Afin d’en savoir plus sur cette fonction pointue qu’est le Correspondant Informatique et Libertés, la rédaction du Village de la justice a rencontré Marie Noëlle Séhabiague, Directeur Audit-Conformité Informatique & Libertés, CIL au sein de la CNAF [1].

Pouvez-vous nous présenter cette fonction ? S’agit-il d’un métier ?

Correspondant Informatique et Libertés (CIL) est un métier faisant partie du répertoire ROME, dans la même catégorie que les juristes. Cette fonction est un travail à part entière qui requiert une expertise tant sur la loi « informatique et libertés » que sur les nouvelles technologies de l’information et la communication.
A mon sens, cette fonction nécessite d’avoir une vision transversale des problématiques ainsi que la capacité de savoir dire « non ».
Pour moi, il s’agit d’un véritable métier à part entière.

Quelle est la formation pour devenir CIL ?

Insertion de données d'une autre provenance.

// Character state machine

use glam::Vec2;

use crate::core::math::axis_sign;
use crate::engine::physics::PhysicsBody;
use crate::game::controls::ControlEvent;

use super::action::{
    ActionEnv, ActionKind, ActionOutcome, ActionStep, ActiveAction, AttackAction, DodgeAction,
    JumpAction, Tick,
};
use super::animation::{AnimatorParam, Animator};
use super::attack::{AttackKind, ComboStage};
use super::config::CharacterConfig;
use super::profile::{CharacterProfile, PlayerProfile};

/// Horizontal facing of a character
#[derive(Debug, Clone, Copy, PartialEq, Eq, Default)]
pub enum Facing {
    #[default]
    Right,
    Left,
}

impl Facing {
    /// +1 for right, -1 for left
    pub fn sign(&self) -> f32 {
        match self {
            Self::Right => 1.0,
            Self::Left => -1.0,
        }
    }

    pub fn from_sign(sign: f32) -> Self {
        if sign < 0.0 {
            Self::Left
        } else {
            Self::Right
        }
    }
}

/// Coarse state derived from the character flags
#[derive(Debug, Clone, Copy, PartialEq, Eq, Hash, Default)]
pub enum MovementState {
    /// Standing still on ground
    #[default]
    Idle,
    /// Walking or running on ground
    Moving,
    /// In the air during a jump
    Jumping,
    Dodging,
    Attacking,
}

impl MovementState {
    /// On the ground with no action in flight
    pub fn is_grounded(&self) -> bool {
        matches!(self, Self::Idle | Self::Moving)
    }

    /// Whether an action currently owns the body
    pub fn is_action(&self) -> bool {
        matches!(self, Self::Jumping | Self::Dodging | Self::Attacking)
    }

    /// Whether a new dodge, jump or attack may begin from this state
    pub fn can_start_action(&self) -> bool {
        !self.is_action()
    }
}

/// Mutable run-time state of one character
#[derive(Debug, Clone, PartialEq)]
pub struct CharacterState {
    /// Latest movement input
    pub move_input: Vec2,
    pub facing: Facing,
    pub is_running: bool,
    pub is_grounded: bool,
    pub is_dodging: bool,
    pub is_attacking: bool,
    /// Last combo stage played, `None` once the combo has reset
    pub combo: Option<ComboStage>,
    pub last_attack_time: f32,
    pub last_dodge_time: f32,
}
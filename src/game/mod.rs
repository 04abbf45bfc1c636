// Game layer: characters and their controls

pub mod characters;
pub mod controls;
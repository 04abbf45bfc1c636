// Per-player input state management

use super::action::Action;
use glam::Vec2;
use std::collections::HashSet;

/// Represents the input state for a single player
#[derive(Debug)]
pub struct PlayerInput {
    /// Player ID (0-3 for up to 4 players)
    player_id: usize,

    /// Actions that are currently pressed this frame
    pressed: HashSet<Action>,

    /// Actions that were just pressed this frame (press events)
    just_pressed: HashSet<Action>,

    /// Actions that were just released this frame (release events)
    just_released: HashSet<Action>,
}

impl PlayerInput {
    /// Create a new player input state
    pub fn new(player_id: usize) -> Self {
        Self {
            player_id,
            pressed: HashSet::new(),
            just_pressed: HashSet::new(),
            just_released: HashSet::new(),
        }
    }

    /// Get the player ID
    pub fn player_id(&self) -> usize {
        self.player_id
    }

    /// Check if an action is currently pressed
    pub fn is_pressed(&self, action: Action) -> bool {
        self.pressed.contains(&action)
    }

    /// Check if an action was just pressed this frame
    pub fn just_pressed(&self, action: Action) -> bool {
        self.just_pressed.contains(&action)
    }

    /// Check if an action was just released this frame
    pub fn just_released(&self, action: Action) -> bool {
        self.just_released.contains(&action)
    }

    /// Register an action press
    pub(crate) fn press(&mut self, action: Action) {
        if self.pressed.insert(action) {
            self.just_pressed.insert(action);
        }
    }

    /// Register an action release
    pub(crate) fn release(&mut self, action: Action) {
        if self.pressed.remove(&action) {
            self.just_released.insert(action);
        }
    }

    /// Clear edge state. Call once per frame after the frame's input is consumed.
    pub(crate) fn end_frame(&mut self) {
        self.just_pressed.clear();
        self.just_released.clear();
    }

    /// Reset all input state
    pub fn reset(&mut self) {
        self.pressed.clear();
        self.just_pressed.clear();
        self.just_released.clear();
    }

    /// Movement direction from the four move actions, each axis in -1..=1.
    /// Opposite directions cancel out.
    pub fn direction(&self) -> Vec2 {
        let axis = |negative, positive| {
            let mut value = 0.0;
            if self.is_pressed(negative) {
                value -= 1.0;
            }
            if self.is_pressed(positive) {
                value += 1.0;
            }
            value
        };

        Vec2::new(
            axis(Action::MoveLeft, Action::MoveRight),
            axis(Action::MoveDown, Action::MoveUp),
        )
    }
}
// Input manager - Main coordination system for all input

use super::action::{Action, InputSource};
use super::config::InputConfig;
use super::player::PlayerInput;
use std::collections::HashSet;
use winit::event::{ElementState, KeyEvent, MouseButton};
use winit::keyboard::PhysicalKey;

/// Routes window input events to per-player action state
#[derive(Debug)]
pub struct InputManager {
    config: InputConfig,
    players: Vec<PlayerInput>,
    /// Global actions pressed since the last `end_frame`
    global_pressed: HashSet<Action>,
}

impl InputManager {
    pub fn new(max_players: usize) -> Self {
        Self {
            config: InputConfig::new(max_players),
            players: (0..max_players).map(PlayerInput::new).collect(),
            global_pressed: HashSet::new(),
        }
    }

    /// Process a keyboard event from winit
    pub fn process_keyboard_event(&mut self, event: &KeyEvent) {
        let PhysicalKey::Code(key_code) = event.physical_key else {
            return;
        };
        // Key repeats are not new presses
        if event.repeat && event.state == ElementState::Pressed {
            return;
        }
        self.process_source(InputSource::key(key_code), event.state);
    }

    /// Process a mouse button event from winit
    pub fn process_mouse_button(&mut self, button: MouseButton, state: ElementState) {
        self.process_source(InputSource::mouse(button), state);
    }

    fn process_source(&mut self, source: InputSource, state: ElementState) {
        if let Some(action) = self.config.global_action(source) {
            if state == ElementState::Pressed {
                self.global_pressed.insert(action);
            }
        }

        for player in &mut self.players {
            let Some(action) = self.config.player_action(player.player_id(), source) else {
                continue;
            };
            match state {
                ElementState::Pressed => player.press(action),
                ElementState::Released => player.release(action),
            }
        }
    }

    /// Whether a global action was pressed this frame
    pub fn global_just_pressed(&self, action: Action) -> bool {
        self.global_pressed.contains(&action)
    }

    /// Clear per-frame edges. Call once per frame after input is consumed.
    pub fn end_frame(&mut self) {
        self.global_pressed.clear();
        for player in &mut self.players {
            player.end_frame();
        }
    }

    pub fn player(&self, player_id: usize) -> Option<&PlayerInput> {
        self.players.get(player_id)
    }

    pub fn players(&self) -> &[PlayerInput] {
        &self.players
    }

    /// Drop all held input, e.g. when the window loses focus
    pub fn reset_all(&mut self) {
        self.global_pressed.clear();
        for player in &mut self.players {
            player.reset();
        }
    }
}

impl Default for InputManager {
    fn default() -> Self {
        Self::new(4)
    }
}
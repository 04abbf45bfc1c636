use super::collision::CollisionGroups;
use glam::Vec2;
use rapier2d::prelude::*;

/// Body capability consumed by character controllers.
///
/// Scale carries the visual facing flip and is not part of the simulation.
pub trait PhysicsBody {
    fn velocity(&self) -> Vec2;
    fn set_velocity(&mut self, velocity: Vec2);
    fn position(&self) -> Vec2;
    fn set_position(&mut self, position: Vec2);
    fn scale(&self) -> Vec2;
    fn set_scale(&mut self, scale: Vec2);
}

/// A rapier rigid body paired with the owner's visual scale
pub struct BodyView<'a> {
    body: &'a mut RigidBody,
    scale: &'a mut Vec2,
}

impl<'a> BodyView<'a> {
    pub fn new(body: &'a mut RigidBody, scale: &'a mut Vec2) -> Self {
        Self { body, scale }
    }
}

impl PhysicsBody for BodyView<'_> {
    fn velocity(&self) -> Vec2 {
        let linvel = self.body.linvel();
        Vec2::new(linvel.x, linvel.y)
    }

    fn set_velocity(&mut self, velocity: Vec2) {
        self.body.set_linvel(vector![velocity.x, velocity.y], true);
    }

    fn position(&self) -> Vec2 {
        let translation = self.body.translation();
        Vec2::new(translation.x, translation.y)
    }

    fn set_position(&mut self, position: Vec2) {
        self.body
            .set_translation(vector![position.x, position.y], true);
    }

    fn scale(&self) -> Vec2 {
        *self.scale
    }

    fn set_scale(&mut self, scale: Vec2) {
        *self.scale = scale;
    }
}

/// Builder for creating rigid bodies with common configurations
pub struct BodyBuilder {
    body_type: RigidBodyType,
    position: Isometry<Real>,
    can_sleep: bool,
    locked_axes: LockedAxes,
}

impl BodyBuilder {
    fn with_type(body_type: RigidBodyType) -> Self {
        Self {
            body_type,
            position: Isometry::identity(),
            can_sleep: false,
            locked_axes: LockedAxes::empty(),
        }
    }

    /// Create a new kinematic velocity-based body (moved by its velocity, not by forces)
    pub fn new_kinematic_velocity_based() -> Self {
        Self::with_type(RigidBodyType::KinematicVelocityBased)
    }

    /// Create a new fixed (static) body (completely immovable)
    pub fn new_fixed() -> Self {
        Self::with_type(RigidBodyType::Fixed)
    }

    /// Set the initial position of the body
    pub fn position(mut self, x: Real, y: Real) -> Self {
        self.position = Isometry::translation(x, y);
        self
    }

    /// Set whether the body can sleep when inactive
    pub fn can_sleep(mut self, can_sleep: bool) -> Self {
        self.can_sleep = can_sleep;
        self
    }

    /// Lock rotation (useful for player characters)
    pub fn lock_rotation(mut self) -> Self {
        self.locked_axes = LockedAxes::ROTATION_LOCKED;
        self
    }

    /// Build the rigid body
    pub fn build(self) -> RigidBody {
        RigidBodyBuilder::new(self.body_type)
            .position(self.position)
            .gravity_scale(0.0)
            .can_sleep(self.can_sleep)
            .locked_axes(self.locked_axes)
            .build()
    }
}

/// Builder for creating colliders with common configurations
pub struct ColliderBuilder2D {
    shape: SharedShape,
    collision_groups: CollisionGroups,
    friction: Real,
}

impl ColliderBuilder2D {
    fn with_shape(shape: SharedShape) -> Self {
        Self {
            shape,
            collision_groups: CollisionGroups::Default,
            friction: 0.5,
        }
    }

    /// Create a box-shaped collider
    pub fn box_shape(half_width: Real, half_height: Real) -> Self {
        Self::with_shape(SharedShape::cuboid(half_width, half_height))
    }

    /// Create a capsule-shaped collider (good for characters)
    pub fn capsule(half_height: Real, radius: Real) -> Self {
        let a = point![0.0, -half_height];
        let b = point![0.0, half_height];
        Self::with_shape(SharedShape::capsule(a, b, radius))
    }

    /// Set the collision groups for filtering
    pub fn collision_groups(mut self, groups: CollisionGroups) -> Self {
        self.collision_groups = groups;
        self
    }

    /// Set friction coefficient (0.0 = no friction, 1.0 = high friction)
    pub fn friction(mut self, friction: Real) -> Self {
        self.friction = friction;
        self
    }

    /// Build the collider
    pub fn build(self) -> Collider {
        rapier2d::prelude::ColliderBuilder::new(self.shape)
            .collision_groups(self.collision_groups.to_interaction_groups())
            .friction(self.friction)
            .build()
    }
}

/// Common rigid body configurations for game objects
pub mod presets {
    use super::*;

    /// Create a character body.
    ///
    /// Kinematic so the controller owns its motion: the physics step only
    /// integrates the velocity the controller sets.
    pub fn character_body(x: Real, y: Real) -> RigidBody {
        BodyBuilder::new_kinematic_velocity_based()
            .position(x, y)
            .lock_rotation()
            .can_sleep(false) // Characters should never sleep
            .build()
    }

    /// Create a character collider (capsule shape)
    pub fn character_collider(width: Real, height: Real) -> Collider {
        let radius = width / 2.0;
        let half_height = ((height / 2.0) - radius).max(0.0);

        ColliderBuilder2D::capsule(half_height, radius)
            .collision_groups(CollisionGroups::Character)
            .friction(0.0)
            .build()
    }

    /// Create a floor body (fixed/static)
    pub fn floor_body(x: Real, y: Real) -> RigidBody {
        BodyBuilder::new_fixed().position(x, y).build()
    }

    /// Create a floor collider (box shape)
    pub fn floor_collider(width: Real, height: Real) -> Collider {
        ColliderBuilder2D::box_shape(width / 2.0, height / 2.0)
            .collision_groups(CollisionGroups::Environment)
            .friction(0.3)
            .build()
    }
}
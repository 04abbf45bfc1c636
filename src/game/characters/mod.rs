// Character system
//
// - `state`: the controller arbitrating movement and actions
// - `action`: dodge, jump and attack phase machines
// - `arc` / `sync`: motion arcs and animation synchronization helpers
// - `animation`: animator capability and the frame-based player
// - `character`: character entities wired to physics

pub mod action;
pub mod animation;
pub mod arc;
pub mod attack;
pub mod character;
pub mod config;
pub mod profile;
pub mod state;
pub mod sync;

#[cfg(test)]
pub(crate) mod testing;

pub use character::CharacterManager;
pub use config::CharacterConfig;
pub use state::MovementState;
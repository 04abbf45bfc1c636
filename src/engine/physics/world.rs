use rapier2d::prelude::*;

/// Handle to identify rigid bodies
pub type RigidBodyHandle = rapier2d::prelude::RigidBodyHandle;

/// Handle to identify colliders
pub type ColliderHandle = rapier2d::prelude::ColliderHandle;

/// Physics world that owns every body and steps the simulation
pub struct PhysicsWorld {
    gravity: Vector<Real>,

    integration_parameters: IntegrationParameters,
    physics_pipeline: PhysicsPipeline,
    island_manager: IslandManager,
    broad_phase: DefaultBroadPhase,
    narrow_phase: NarrowPhase,
    impulse_joint_set: ImpulseJointSet,
    multibody_joint_set: MultibodyJointSet,
    ccd_solver: CCDSolver,

    rigid_body_set: RigidBodySet,
    collider_set: ColliderSet,
}

impl PhysicsWorld {
    /// Create a new physics world with default settings
    pub fn new() -> Self {
        Self::with_gravity(vector![0.0, -9.81])
    }

    /// Create a new physics world with custom gravity
    pub fn with_gravity(gravity: Vector<Real>) -> Self {
        let mut integration_parameters = IntegrationParameters::default();
        // Fixed timestep of 1/60 seconds (60 FPS)
        integration_parameters.dt = 1.0 / 60.0;

        Self {
            gravity,
            integration_parameters,
            physics_pipeline: PhysicsPipeline::new(),
            island_manager: IslandManager::new(),
            broad_phase: DefaultBroadPhase::new(),
            narrow_phase: NarrowPhase::new(),
            impulse_joint_set: ImpulseJointSet::new(),
            multibody_joint_set: MultibodyJointSet::new(),
            ccd_solver: CCDSolver::new(),
            rigid_body_set: RigidBodySet::new(),
            collider_set: ColliderSet::new(),
        }
    }

    /// Step the physics simulation forward by one timestep
    pub fn step(&mut self) {
        self.physics_pipeline.step(
            &self.gravity,
            &self.integration_parameters,
            &mut self.island_manager,
            &mut self.broad_phase,
            &mut self.narrow_phase,
            &mut self.rigid_body_set,
            &mut self.collider_set,
            &mut self.impulse_joint_set,
            &mut self.multibody_joint_set,
            &mut self.ccd_solver,
            None,
            &(),
            &(),
        );
    }

    /// Add a rigid body to the physics world
    pub fn add_rigid_body(&mut self, body: RigidBody) -> RigidBodyHandle {
        self.rigid_body_set.insert(body)
    }

    /// Add a collider attached to a rigid body
    pub fn add_collider(
        &mut self,
        collider: Collider,
        parent_handle: RigidBodyHandle,
    ) -> ColliderHandle {
        self.collider_set
            .insert_with_parent(collider, parent_handle, &mut self.rigid_body_set)
    }

    /// Remove a rigid body and all its attached colliders
    pub fn remove_rigid_body(&mut self, handle: RigidBodyHandle) {
        self.rigid_body_set.remove(
            handle,
            &mut self.island_manager,
            &mut self.collider_set,
            &mut self.impulse_joint_set,
            &mut self.multibody_joint_set,
            true, // remove attached colliders
        );
    }

    /// Get a reference to a rigid body
    pub fn get_rigid_body(&self, handle: RigidBodyHandle) -> Option<&RigidBody> {
        self.rigid_body_set.get(handle)
    }

    /// Get a mutable reference to a rigid body
    pub fn get_rigid_body_mut(&mut self, handle: RigidBodyHandle) -> Option<&mut RigidBody> {
        self.rigid_body_set.get_mut(handle)
    }

    /// Number of bodies in the world
    pub fn body_count(&self) -> usize {
        self.rigid_body_set.len()
    }

    /// Set the timestep for physics simulation
    pub fn set_timestep(&mut self, dt: Real) {
        self.integration_parameters.dt = dt;
    }

    /// Get the current timestep
    pub fn timestep(&self) -> Real {
        self.integration_parameters.dt
    }
}

impl Default for PhysicsWorld {
    fn default() -> Self {
        Self::new()
    }
}
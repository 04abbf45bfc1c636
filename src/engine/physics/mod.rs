// Physics system using rapier2d

pub mod body;
mod collision;
mod world;

pub use body::{presets, BodyView, PhysicsBody};
pub use world::{ColliderHandle, PhysicsWorld, RigidBodyHandle};
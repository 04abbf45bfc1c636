// Input handling system
//
// Window events are mapped to per-player `Action` state:
//
// - `action`: game actions and default bindings
// - `config`: per-player and global bindings
// - `player`: pressed / just-pressed state for one player
// - `manager`: routes winit keyboard and mouse events to players
//
// The game layer reads `PlayerInput` once per frame and then calls
// `InputManager::end_frame`.

pub mod action;
pub mod config;
pub mod manager;
pub mod player;

pub use action::Action;
pub use manager::InputManager;
pub use player::PlayerInput;
// Character tunables

use serde::Deserialize;
use std::path::Path;

/// Errors raised while loading or validating a [`CharacterConfig`]
#[derive(Debug, thiserror::Error)]
pub enum ConfigError {
    #[error("IO error: {0}")]
    Io(#[from] std::io::Error),

    #[error("Failed to parse config: {0}")]
    Parse(#[from] ron::error::SpannedError),

    #[error("Invalid value for {field}: {value} (must be a positive number)")]
    InvalidValue { field: &'static str, value: f32 },
}

/// Immutable movement and action tunables for one character.
///
/// Distances are in world units, times in seconds.
#[derive(Debug, Clone, PartialEq, Deserialize)]
#[serde(default)]
pub struct CharacterConfig {
    // Locomotion
    pub walk_speed: f32,
    pub run_speed: f32,

    // Dodge
    /// Horizontal distance covered by one dodge
    pub dodge_distance: f32,
    /// Peak height of the dodge hop
    pub dodge_height: f32,
    /// Minimum time between dodge starts
    pub dodge_cooldown: f32,

    // Jump
    /// Peak height of the jump arc
    pub jump_force: f32,
    /// Duration of the whole jump arc
    pub jump_total_time: f32,

    // Combat
    /// Idle time after an attack before the combo resets
    pub combo_reset_time: f32,

    /// Longest an action waits for its animation to start before giving up
    pub max_animation_wait: f32,
}

/// Base tunables used by the player character
pub const BASE_CONFIG: CharacterConfig = CharacterConfig {
    walk_speed: 0.8,
    run_speed: 1.5,

    dodge_distance: 1.2,
    dodge_height: 0.25,
    dodge_cooldown: 0.5,

    jump_force: 1.0,
    jump_total_time: 0.6,

    combo_reset_time: 1.0,

    max_animation_wait: 1.0,
};

impl Default for CharacterConfig {
    fn default() -> Self {
        BASE_CONFIG
    }
}

impl CharacterConfig {
    /// Parse a config from RON text. Missing fields keep their base values.
    pub fn from_ron_str(source: &str) -> Result<Self, ConfigError> {
        let config: Self = ron::from_str(source)?;
        config.validate()?;
        Ok(config)
    }

    /// Load and validate a RON config file
    pub fn load<P: AsRef<Path>>(path: P) -> Result<Self, ConfigError> {
        let source = std::fs::read_to_string(path)?;
        Self::from_ron_str(&source)
    }

    /// Check every tunable is a positive, finite number
    pub fn validate(&self) -> Result<(), ConfigError> {
        let fields = [
            ("walk_speed", self.walk_speed),
            ("run_speed", self.run_speed),
            ("dodge_distance", self.dodge_distance),
            ("dodge_height", self.dodge_height),
            ("dodge_cooldown", self.dodge_cooldown),
            ("jump_force", self.jump_force),
            ("jump_total_time", self.jump_total_time),
            ("combo_reset_time", self.combo_reset_time),
            ("max_animation_wait", self.max_animation_wait),
        ];

        for (field, value) in fields {
            if !value.is_finite() || value <= 0.0 {
                return Err(ConfigError::InvalidValue { field, value });
            }
        }
        Ok(())
    }

    /// Ground speed for the given run modifier state
    pub fn ground_speed(&self, running: bool) -> f32 {
        if running {
            self.run_speed
        } else {
            self.walk_speed
        }
    }
}

#[cfg(test)]
mod tests {
    use super::*;

    #[test]
    fn test_default_config() {
        let config = CharacterConfig::default();
        assert_eq!(config.walk_speed, 0.8);
        assert_eq!(config.run_speed, 1.5);
        assert!(config.validate().is_ok());
    }

    #[test]
    fn test_ground_speed() {
        let config = CharacterConfig::default();
        assert_eq!(config.ground_speed(false), 0.8);
        assert_eq!(config.ground_speed(true), 1.5);
    }

    #[test]
    fn test_parse_partial_ron() {
        let config = CharacterConfig::from_ron_str("(jump_total_time: 0.3, run_speed: 2.0)")
            .expect("valid config");
        assert_eq!(config.jump_total_time, 0.3);
        assert_eq!(config.run_speed, 2.0);
        // Unspecified fields keep base values
        assert_eq!(config.walk_speed, BASE_CONFIG.walk_speed);
    }

    #[test]
    fn test_rejects_non_positive() {
        let err = CharacterConfig::from_ron_str("(dodge_cooldown: 0.0)").unwrap_err();
        assert!(matches!(
            err,
            ConfigError::InvalidValue {
                field: "dodge_cooldown",
                ..
            }
        ));
    }

    #[test]
    fn test_rejects_nan() {
        let config = CharacterConfig {
            jump_force: f32::NAN,
            ..CharacterConfig::default()
        };
        assert!(config.validate().is_err());
    }

    #[test]
    fn test_parse_error() {
        let err = CharacterConfig::from_ron_str("(walk_speed: fast)").unwrap_err();
        assert!(matches!(err, ConfigError::Parse(_)));
    }

    #[test]
    fn test_load_missing_file() {
        let err = CharacterConfig::load("does/not/exist.ron").unwrap_err();
        assert!(matches!(err, ConfigError::Io(_)));
    }

    #[test]
    fn test_error_display() {
        let err = ConfigError::InvalidValue {
            field: "walk_speed",
            value: -1.0,
        };
        assert_eq!(
            err.to_string(),
            "Invalid value for walk_speed: -1 (must be a positive number)"
        );
    }
}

Il existe des ateliers d’initiation mis en place par la CNIL [2]. Ils permettent, en fonction des thématiques et du niveau choisi, de sensibiliser sur le sujet. Une personne qui n’est ni juriste, ni informaticien ou d’aucun profil en lien avec la loi « informatique et libertés » peut bénéficier de ces ateliers d’initiations et d’informations. Le minimum requis y est enseigné car la CNIL présente les fondamentaux de la loi, le métier de CIL ou encore ce qu’elle attend du responsable de traitement.

Au niveau des diplômes, l’ISEP propose une formation d’un niveau exceptionnel et qui permet au futur correspondant « informatique et libertés » d’avoir les compétences requises pour remplir ses missions au sein de n’importe quel type de structure.
Par ailleurs, le CNAM a mis en place, l’année dernière, un cursus dédié au correspond « informatique et libertés » et des cabinets d’avocats proposent des formations sur ce thème afin de sensibiliser leurs clients.

Pouvez-vous nous décrire votre quotidien en tant que CIL ?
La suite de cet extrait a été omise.